◆ What you have to do:
Extract every line of the material below and reproduce it faithfully.

◆ Data shown:
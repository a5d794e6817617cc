//! Builder for game states used by tests and demos.
//!
//! Seeds a [`MemoryStore`] directly, bypassing the engine's preconditions, so
//! a test can start from any state: a siege already running, half a ballot
//! already cast. Misuse (a pledge on a tile without a siege, a vote by a
//! houseless player) panics.

use std::sync::Arc;

use crate::config::{AtWarVotePolicy, EngineConfig, HouseConfig};
use crate::engine::{Clock, Engine, RandomSource};
use crate::error::ConfigError;
use crate::id::{HouseId, IdGenerator, PlayerId, PledgeId, SiegeId, TileId};
use crate::model::{
    HousePair, Player, Pledge, Side, Siege, SiegeState, Tile, Timestamp, TruceChoice, TruceVote,
    WarChoice, WarVote,
};
use crate::store::{EntityStore, MemoryStore};

#[derive(Debug, Clone, Default)]
pub struct Scenario {
    config: EngineConfig,
    store: MemoryStore,
    ids: IdGenerator,
}

impl Scenario {
    pub fn new() -> Self {
        Self::default()
    }

    /// A house whose display name is its id.
    pub fn house(self, id: &str) -> Self {
        self.house_named(id, id)
    }

    pub fn house_named(mut self, id: &str, name: &str) -> Self {
        self.config.houses.push(HouseConfig::new(id, name));
        self
    }

    pub fn house_alias(mut self, id: &str, alias: &str) -> Self {
        let house = self
            .config
            .houses
            .iter_mut()
            .find(|h| h.id.as_str() == id)
            .unwrap_or_else(|| panic!("house {id} is not configured"));
        house.aliases.push(alias.to_string());
        self
    }

    /// A player with `troops`; an empty `house` leaves them houseless.
    pub fn player(mut self, id: &str, house: &str, troops: u64) -> Self {
        let mut player = Player::new(id);
        player.house = (!house.is_empty()).then(|| HouseId::new(house));
        player.troops = troops;
        self.store.insert_player(player);
        self
    }

    /// Escape hatch: edit a player already added.
    pub fn with_player(mut self, id: &str, f: impl FnOnce(&mut Player)) -> Self {
        let mut player = self.existing_player(id);
        f(&mut player);
        self.store.insert_player(player);
        self
    }

    pub fn tile(mut self, id: &str, owner: Option<&str>) -> Self {
        self.store.insert_tile(Tile {
            id: TileId::new(id),
            owner: owner.map(HouseId::new),
        });
        self
    }

    pub fn war(mut self, a: &str, b: &str) -> Self {
        self.store
            .insert_war(HousePair::new(HouseId::new(a), HouseId::new(b)));
        self
    }

    /// An active siege on `tile` expiring after the configured duration.
    pub fn siege(mut self, tile: &str, attacker: &str, created_at: Timestamp) -> Self {
        let id = SiegeId(self.ids.next_id());
        self.store.insert_siege(Siege {
            id,
            tile: TileId::new(tile),
            attacker: HouseId::new(attacker),
            created_at,
            expires_at: created_at.plus_hours(self.config.siege_duration_hours),
            state: SiegeState::Active,
        });
        self
    }

    /// A pledge on the active siege of `tile`. The player's troops are left
    /// as they are.
    pub fn pledge(
        mut self,
        tile: &str,
        player: &str,
        troops: u64,
        side: Side,
        pledged_at: Timestamp,
    ) -> Self {
        let tile = TileId::new(tile);
        let siege = self
            .store
            .active_siege(&tile)
            .ok()
            .flatten()
            .unwrap_or_else(|| panic!("no active siege on {tile}"));
        let id = PledgeId(self.ids.next_id());
        self.store.insert_pledge(Pledge {
            id,
            siege: siege.id,
            player: PlayerId::new(player),
            troops,
            side,
            pledged_at,
        });
        self
    }

    /// A war vote; `choice` is `peace` or a house id.
    pub fn war_vote(mut self, voter: &str, choice: &str, cast_at: Timestamp) -> Self {
        let house = self.house_of(voter);
        self.store.insert_war_vote(WarVote {
            voter: PlayerId::new(voter),
            house,
            choice: WarChoice::from_key(choice),
            cast_at,
        });
        self
    }

    pub fn truce_vote(
        mut self,
        voter: &str,
        target: &str,
        choice: TruceChoice,
        cast_at: Timestamp,
    ) -> Self {
        let house = self.house_of(voter);
        self.store.insert_truce_vote(TruceVote {
            voter: PlayerId::new(voter),
            house,
            target: HouseId::new(target),
            choice,
            cast_at,
        });
        self
    }

    pub fn at_war_vote_policy(mut self, policy: AtWarVotePolicy) -> Self {
        self.config.at_war_vote_policy = policy;
        self
    }

    /// Escape hatch: edit the engine config.
    pub fn configure(mut self, f: impl FnOnce(&mut EngineConfig)) -> Self {
        f(&mut self.config);
        self
    }

    pub fn config(&self) -> &EngineConfig {
        &self.config
    }

    /// A copy of the seeded store.
    pub fn store(&self) -> MemoryStore {
        self.store.clone()
    }

    pub fn into_parts(self) -> (EngineConfig, MemoryStore) {
        (self.config, self.store)
    }

    /// An engine over this state.
    pub fn engine(
        self,
        clock: Arc<dyn Clock>,
        rng: impl RandomSource + 'static,
    ) -> Result<Engine<MemoryStore>, ConfigError> {
        Engine::new(self.config, self.store, clock, rng)
    }

    fn existing_player(&self, id: &str) -> Player {
        self.store
            .player(&PlayerId::new(id))
            .ok()
            .flatten()
            .unwrap_or_else(|| panic!("player {id} was not added"))
    }

    fn house_of(&self, voter: &str) -> HouseId {
        self.existing_player(voter)
            .house
            .unwrap_or_else(|| panic!("voter {voter} has no house"))
    }
}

◆ Exercise solution:
repository a5d794e6817617cc
//! Builder for game states used by tests and demos.
//!
//! Seeds a [`MemoryStore`] directly, bypassing the engine's preconditions, so
//! a test can start from any state: a siege already running, half a ballot
//! already cast. Misuse (a pledge on a tile without a siege, a vote by a
//! houseless player) panics.

use std::sync::Arc;

use crate::config::{AtWarVotePolicy, EngineConfig, HouseConfig};
use crate::engine::{Clock, Engine, RandomSource};
use crate::error::ConfigError;
use crate::id::{HouseId, IdGenerator, PlayerId, PledgeId, SiegeId, TileId};
use crate::model::{
    HousePair, Player, Pledge, Side, Siege, SiegeState, Tile, Timestamp, TruceChoice, TruceVote,
    WarChoice, WarVote,
};
use crate::store::{EntityStore, MemoryStore};

#[derive(Debug, Clone, Default)]
pub struct Scenario {
    config: EngineConfig,
    store: MemoryStore,
    ids: IdGenerator,
}

impl Scenario {
    pub fn new() -> Self {
        Self::default()
    }

    /// A house whose display name is its id.
    pub fn house(self, id: &str) -> Self {
        self.house_named(id, id)
    }

    pub fn house_named(mut self, id: &str, name: &str) -> Self {
        self.config.houses.push(HouseConfig::new(id, name));
        self
    }

    pub fn house_alias(mut self, id: &str, alias: &str) -> Self {
        let house = self
            .config
            .houses
            .iter_mut()
            .find(|h| h.id.as_str() == id)
            .unwrap_or_else(|| panic!("house {id} is not configured"));
        house.aliases.push(alias.to_string());
        self
    }

    /// A player with `troops`; an empty `house` leaves them houseless.
    pub fn player(mut self, id: &str, house: &str, troops: u64) -> Self {
        let mut player = Player::new(id);
        player.house = (!house.is_empty()).then(|| HouseId::new(house));
        player.troops = troops;
        self.store.insert_player(player);
        self
    }

    /// Escape hatch: edit a player already added.
    pub fn with_player(mut self, id: &str, f: impl FnOnce(&mut Player)) -> Self {
        let mut player = self.existing_player(id);
        f(&mut player);
        self.store.insert_player(player);
        self
    }

    pub fn tile(mut self, id: &str, owner: Option<&str>) -> Self {
        self.store.insert_tile(Tile {
            id: TileId::new(id),
            owner: owner.map(HouseId::new),
        });
        self
    }

    pub fn war(mut self, a: &str, b: &str) -> Self {
        self.store
            .insert_war(HousePair::new(HouseId::new(a), HouseId::new(b)));
        self
    }

    /// An active siege on `tile` expiring after the configured duration.
    pub fn siege(mut self, tile: &str, attacker: &str, created_at: Timestamp) -> Self {
        let id = SiegeId(self.ids.next_id());
        self.store.insert_siege(Siege {
            id,
            tile: TileId::new(tile),
            attacker: HouseId::new(attacker),
            created_at,
            expires_at: created_at.plus_hours(self.config.siege_duration_hours),
            state: SiegeState::Active,
        });
        self
    }

    /// A pledge on the active siege of `tile`. The player's troops are left
    /// as they are.
    pub fn pledge(
        mut self,
        tile: &str,
        player: &str,
        troops: u64,
        side: Side,
        pledged_at: Timestamp,
    ) -> Self {
        let tile = TileId::new(tile);
        let siege = self
            .store
            .active_siege(&tile)
            .ok()
            .flatten()
            .unwrap_or_else(|| panic!("no active siege on {tile}"));
        let id = PledgeId(self.ids.next_id());
        self.store.insert_pledge(Pledge {
            id,
            siege: siege.id,
            player: PlayerId::new(player),
            troops,
            side,
            pledged_at,
        });
        self
    }

    /// A war vote; `choice` is `peace` or a house id.
    pub fn war_vote(mut self, voter: &str, choice: &str, cast_at: Timestamp) -> Self {
        let house = self.house_of(voter);
        self.store.insert_war_vote(WarVote {
            voter: PlayerId::new(voter),
            house,
            choice: WarChoice::from_key(choice),
            cast_at,
        });
        self
    }

    pub fn truce_vote(
        mut self,
        voter: &str,
        target: &str,
        choice: TruceChoice,
        cast_at: Timestamp,
    ) -> Self {
        let house = self.house_of(voter);
        self.store.insert_truce_vote(TruceVote {
            voter: PlayerId::new(voter),
            house,
            target: HouseId::new(target),
            choice,
            cast_at,
        });
        self
    }

    pub fn at_war_vote_policy(mut self, policy: AtWarVotePolicy) -> Self {
        self.config.at_war_vote_policy = policy;
        self
    }

    /// Escape hatch: edit the engine config.
    pub fn configure(mut self, f: impl FnOnce(&mut EngineConfig)) -> Self {
        f(&mut self.config);
        self
    }

    pub fn config(&self) -> &EngineConfig {
        &self.config
    }

    /// A copy of the seeded store.
    pub fn store(&self) -> MemoryStore {
        self.store.clone()
    }

    pub fn into_parts(self) -> (EngineConfig, MemoryStore) {
        (self.config, self.store)
    }

    /// An engine over this state.
    pub fn engine(
        self,
        clock: Arc<dyn Clock>,
        rng: impl RandomSource + 'static,
    ) -> Result<Engine<MemoryStore>, ConfigError> {
        Engine::new(self.config, self.store, clock, rng)
    }

    fn existing_player(&self, id: &str) -> Player {
        self.store
            .player(&PlayerId::new(id))
            .ok()
            .flatten()
            .unwrap_or_else(|| panic!("player {id} was not added"))
    }

    fn house_of(&self, voter: &str) -> HouseId {
        self.existing_player(voter)
            .house
            .unwrap_or_else(|| panic!("voter {voter} has no house"))
    }
}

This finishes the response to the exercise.